* Dataset *
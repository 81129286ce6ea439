//! Command orchestration helpers from UI actions to backend command queue.

use crossbeam_channel::{Sender, TrySendError};

use crate::backend_bridge::commands::BackendCommand;

pub fn dispatch_backend_command(
    cmd_tx: &Sender<BackendCommand>,
    cmd: BackendCommand,
    status: &mut String,
) {
    let cmd_name = match &cmd {
        BackendCommand::RestoreSession => "restore_session",
        BackendCommand::Login { .. } => "login",
        BackendCommand::Logout => "logout",
        BackendCommand::LoadDashboard => "load_dashboard",
        BackendCommand::LoadSection(_) => "load_section",
        BackendCommand::SaveRecord { .. } => "save_record",
        BackendCommand::DeleteRecord { .. } => "delete_record",
        BackendCommand::AnalyzeTransition { .. } => "analyze_transition",
        BackendCommand::ExecuteTransition { .. } => "execute_transition",
        BackendCommand::DownloadReport { .. } => "download_report",
    };

    match cmd_tx.try_send(cmd) {
        Ok(()) => tracing::debug!(command = cmd_name, "queued ui->backend command"),
        Err(TrySendError::Full(_)) => {
            tracing::warn!(command = cmd_name, "command queue full");
            *status = "Too many pending requests; please retry".to_string();
        }
        Err(TrySendError::Disconnected(_)) => {
            tracing::error!(command = cmd_name, "backend worker gone");
            *status = "Backend worker disconnected; restart the application".to_string();
        }
    }
}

* Work required *
Check each line of the listing above for the string "TrySendError", then please give the number of lines where it appears and nothing else.

* Response to the task *
3